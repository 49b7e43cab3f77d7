// SPDX-License-Identifier: BUSL-1.1
// Copyright (c) 2026 Alfred Jean LLC

//! `outrun run` - Run one program under the engine

use std::path::PathBuf;

use anyhow::Result;
use clap::Args;
use outrun_core::{ExecutionResult, Outcome};
use outrun_runner::{RunError, RunnerConfig};

use crate::exit_error::{self, ExitError};
use crate::output::{self, OutputFormat};

/// Exit status table shown after `outrun run --help`.
pub const EXIT_STATUS_HELP: &str = "\
Exit status:
  N    the program's own exit code
  124  the run timed out and the process tree was killed
  125  the program could not be started
  130  the run was cancelled (Ctrl-C)

A program that itself exits 124, 125 or 130 yields the same status; use
`-o json` and check `completed` / `timed_out` to tell them apart.";

#[derive(Args, Debug)]
pub struct RunArgs {
    /// Program to run
    pub program: String,

    /// Arguments passed to the program
    #[arg(trailing_var_arg = true, allow_hyphen_values = true)]
    pub args: Vec<String>,

    /// Argument string, split like a shell would (instead of trailing arguments)
    #[arg(long = "args", value_name = "STRING", conflicts_with = "args", allow_hyphen_values = true)]
    pub arg_string: Option<String>,

    /// Kill the process tree after this many milliseconds (0 = no timeout)
    #[arg(long, value_name = "MS")]
    pub timeout_ms: Option<u64>,

    /// Working directory for the program
    #[arg(long, value_name = "DIR")]
    pub cwd: Option<PathBuf>,

    /// Environment overrides (can be repeated: -e KEY=VALUE)
    #[arg(short = 'e', long = "env", value_name = "KEY=VALUE", value_parser = super::parse_key_value)]
    pub env: Vec<(String, String)>,

    /// Let the system shell launch the program (output is not captured)
    #[arg(long)]
    pub shell: bool,

    /// Output format
    #[arg(short = 'o', long = "output", value_enum, default_value_t)]
    pub output: OutputFormat,
}

impl RunArgs {
    pub(crate) fn config(&self) -> RunnerConfig {
        let config = RunnerConfig::new(&self.program)
            .shell_mediated(self.shell)
            .envs(self.env.iter().cloned());
        let config = match &self.arg_string {
            Some(line) => config.arguments(line),
            None => config.args(self.args.iter().cloned()),
        };
        let config = match self.timeout_ms.or_else(crate::env::default_timeout_ms) {
            Some(ms) => config.timeout_ms(ms),
            None => config.no_timeout(),
        };
        match &self.cwd {
            Some(dir) => config.cwd(dir.clone()),
            None => config,
        }
    }
}

/// Process exit status for a finished run.
pub(crate) fn exit_status(result: &ExecutionResult) -> i32 {
    match result.outcome() {
        Outcome::Exited(code) => code,
        Outcome::TimedOut => exit_error::TIMED_OUT,
        Outcome::Failed => exit_error::START_FAILED,
    }
}

pub async fn handle(args: RunArgs) -> Result<()> {
    let mut config = args.config().cancel_token(super::cancel_on_ctrl_c());
    if args.output == OutputFormat::Text {
        config = config.on_line(output::echo_line);
    }

    let result = match config.run().await {
        Ok(result) => result,
        Err(RunError::Cancelled { command, .. }) => {
            return Err(ExitError::new(exit_error::CANCELLED, format!("outrun: `{command}` cancelled")).into());
        }
    };

    match args.output {
        OutputFormat::Text => output::print_summary(&result),
        OutputFormat::Json => output::print_json(&result)?,
    }

    match exit_status(&result) {
        0 => Ok(()),
        code => Err(ExitError::silent(code).into()),
    }
}

#[cfg(test)]
#[path = "run_tests.rs"]
mod tests;
// SPDX-License-Identifier: BUSL-1.1
// Copyright (c) 2026 Alfred Jean LLC

// Allow panic!/unwrap/expect in test code
#![cfg_attr(test, allow(clippy::panic))]
#![cfg_attr(test, allow(clippy::unwrap_used))]
#![cfg_attr(test, allow(clippy::expect_used))]

//! outrun-runner: asynchronous external-process execution engine
//!
//! Launches one child process per run, captures stdout/stderr as leveled
//! lines, enforces a timeout, honors cooperative cancellation and always
//! produces a single [`ExecutionResult`]. Only cancellation is reported as an
//! error.
//!
//! ```ignore
//! let result = RunnerConfig::new("ls")
//!     .arguments("-la /tmp")
//!     .timeout(Duration::from_secs(5))
//!     .run()
//!     .await?;
//! ```

pub mod args;
pub mod config;
mod env;
pub mod error;
pub mod launch;
pub mod observer;
pub mod precondition;
pub mod run;
pub mod signal;
pub mod sink;
mod stream;
pub mod terminate;
pub mod tool;

pub use args::{quote_argument, split_arguments, ArgsError};
pub use config::{Arguments, LineCallback, RunnerConfig};
pub use error::RunError;
#[cfg(any(test, feature = "test-support"))]
pub use launch::FakeLauncher;
pub use launch::{Launch, Launcher, OsLauncher};
pub use observer::{ChannelObserver, HandlerResult, RunEvent, RunObserver, StartedProcess};
pub use outrun_core::{ExecutionResult, LineLevel, LineRecord, Outcome, RunId};
pub use precondition::{EngineReport, PreconditionError, ToolAvailability};
pub use run::ProcessRunner;
pub use signal::CompletionSignal;
pub use sink::OutputSink;
pub use terminate::{kill_tree, ProcessGuard};
pub use tool::{ProcessTool, ToolError, ToolRequest};
pub use tokio_util::sync::CancellationToken;
// SPDX-License-Identifier: BUSL-1.1
// Copyright (c) 2026 Alfred Jean LLC

use super::*;

#[tokio::test]
async fn cancelled_before_start_never_launches() {
    let token = CancellationToken::new();
    token.cancel();
    let launcher = Arc::new(FakeLauncher::not_created());
    let (observer, mut rx) = ChannelObserver::channel(8);

    let err = ProcessRunner::new(RunnerConfig::new("true").cancel_token(token))
        .launcher(launcher.clone())
        .observer(Arc::new(observer))
        .run()
        .await
        .unwrap_err();

    assert!(err.is_cancelled());
    assert_eq!(launcher.calls(), 0);
    assert!(events(&mut rx).is_empty());
}

#[cfg(unix)]
#[tokio::test]
async fn cancel_mid_run_kills_and_errors() {
    let token = CancellationToken::new();
    let (observer, mut rx) = ChannelObserver::channel(8);
    let canceller = token.clone();
    tokio::spawn(async move {
        tokio::time::sleep(Duration::from_millis(100)).await;
        canceller.cancel();
    });

    let started = Instant::now();
    let err = ProcessRunner::new(RunnerConfig::new("sleep").arguments("30").cancel_token(token))
        .observer(Arc::new(observer))
        .run()
        .await
        .unwrap_err();

    assert!(err.is_cancelled());
    assert!(started.elapsed() < Duration::from_secs(5));

    let events = events(&mut rx);
    assert_eq!(events.len(), 2);
    assert!(matches!(events[0], RunEvent::Started { .. }));
    match &events[1] {
        RunEvent::Finished(result) => {
            assert!(!result.completed());
            assert_eq!(result.exit_code(), None);
        }
        other => panic!("expected Finished, got {other:?}"),
    }
}

#[cfg(unix)]
#[tokio::test]
async fn cancel_kills_the_whole_tree() {
    let token = CancellationToken::new();
    let grandchild = Arc::new(parking_lot::Mutex::new(None));
    let (seen, canceller) = (Arc::clone(&grandchild), token.clone());

    let err = sh("sleep 30 & echo $!; wait")
        .cancel_token(token)
        .on_line(move |line| {
            *seen.lock() = line.text().parse::<u32>().ok();
            canceller.cancel();
        })
        .run()
        .await
        .unwrap_err();

    assert!(err.is_cancelled());
    let pid = grandchild.lock().unwrap();
    assert!(gone(pid).await, "background child {pid} outlived cancellation");
}

#[cfg(unix)]
#[tokio::test]
async fn cancellation_wins_over_a_simultaneous_exit() {
    let token = CancellationToken::new();
    let canceller = token.clone();

    // The line arrives just before exit; cancelling there must still surface
    // as cancellation even though the process finishes on its own.
    let err = sh("echo done")
        .cancel_token(token)
        .on_line(move |_| canceller.cancel())
        .run()
        .await
        .unwrap_err();

    assert!(err.is_cancelled());
}

#[cfg(unix)]
#[tokio::test]
async fn cancel_error_names_the_run() {
    let token = CancellationToken::new();
    token.cancel();
    let err = RunnerConfig::new("echo").arguments("hi").cancel_token(token).run().await.unwrap_err();

    let RunError::Cancelled { run_id, command } = &err;
    assert!(run_id.as_str().starts_with(RunId::PREFIX));
    assert_eq!(command, "echo hi");
    assert!(err.to_string().contains("was cancelled"));
}
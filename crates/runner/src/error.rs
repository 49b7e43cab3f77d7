// SPDX-License-Identifier: BUSL-1.1
// Copyright (c) 2026 Alfred Jean LLC

//! Run error types.

use crate::ArgsError;
use outrun_core::RunId;

/// The only failure a run reports to its caller.
///
/// Everything else (start failures, timeouts, internal faults) is folded
/// into the returned `ExecutionResult`.
#[derive(Debug, thiserror::Error)]
pub enum RunError {
    /// The cancellation token fired before or during the run.
    #[error("run {run_id} of `{command}` was cancelled")]
    Cancelled { run_id: RunId, command: String },
}

impl RunError {
    pub fn is_cancelled(&self) -> bool {
        matches!(self, RunError::Cancelled { .. })
    }
}

/// Faults that end a run as `Outcome::Failed`.
///
/// These are logged and absorbed, never returned.
#[derive(Debug, thiserror::Error)]
pub(crate) enum RunFault {
    #[error("invalid argument string: {0}")]
    Arguments(#[from] ArgsError),

    #[error("failed to spawn `{command}`: {source}")]
    Spawn { command: String, source: std::io::Error },

    #[error("launch of `{command}` created no process to observe")]
    NotCreated { command: String },

    #[error("spawned process has no {stream} pipe")]
    MissingPipe { stream: &'static str },

    #[error("failed to wait for `{command}`: {source}")]
    Wait { command: String, source: std::io::Error },
}
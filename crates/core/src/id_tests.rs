// SPDX-License-Identifier: BUSL-1.1
// Copyright (c) 2026 Alfred Jean LLC

use super::*;
use std::collections::HashSet;

#[test]
fn run_id_has_prefix_and_fixed_length() {
    let id = RunId::new();
    assert!(id.as_str().starts_with("run-"));
    assert_eq!(id.suffix().len(), 19);
    assert_eq!(id.as_str().len(), 23);
}

#[test]
fn run_ids_are_unique() {
    let ids: HashSet<RunId> = (0..100).map(|_| RunId::new()).collect();
    assert_eq!(ids.len(), 100);
}

#[test]
fn run_id_short_truncates_suffix() {
    let id = RunId::from_string("run-abcdefghijklmnop");
    assert_eq!(id.short(8), "abcdefgh");
    assert_eq!(id.short(100), "abcdefghijklmnop");
}

#[test]
fn run_id_suffix_without_prefix_is_whole_id() {
    let id = RunId::from_string("custom");
    assert_eq!(id.suffix(), "custom");
}

#[test]
fn run_id_serializes_transparently() {
    let id = RunId::from_string("run-xyz");
    assert_eq!(serde_json::to_string(&id).unwrap(), "\"run-xyz\"");
    assert_eq!(id, "run-xyz");
}

#[yare::parameterized(
    shorter = { "abc", 8, "abc" },
    exact = { "abcdefgh", 8, "abcdefgh" },
    longer = { "abcdefghijklmnop", 8, "abcdefgh" },
    multibyte = { "äöüß", 2, "äö" },
    zero = { "abc", 0, "" },
)]
fn short_fn_on_str(input: &str, n: usize, expected: &str) {
    assert_eq!(short(input, n), expected);
}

Work to complete: Exactly how many lines of the data include the word "into"? Reply with that number only.

Final answer: 3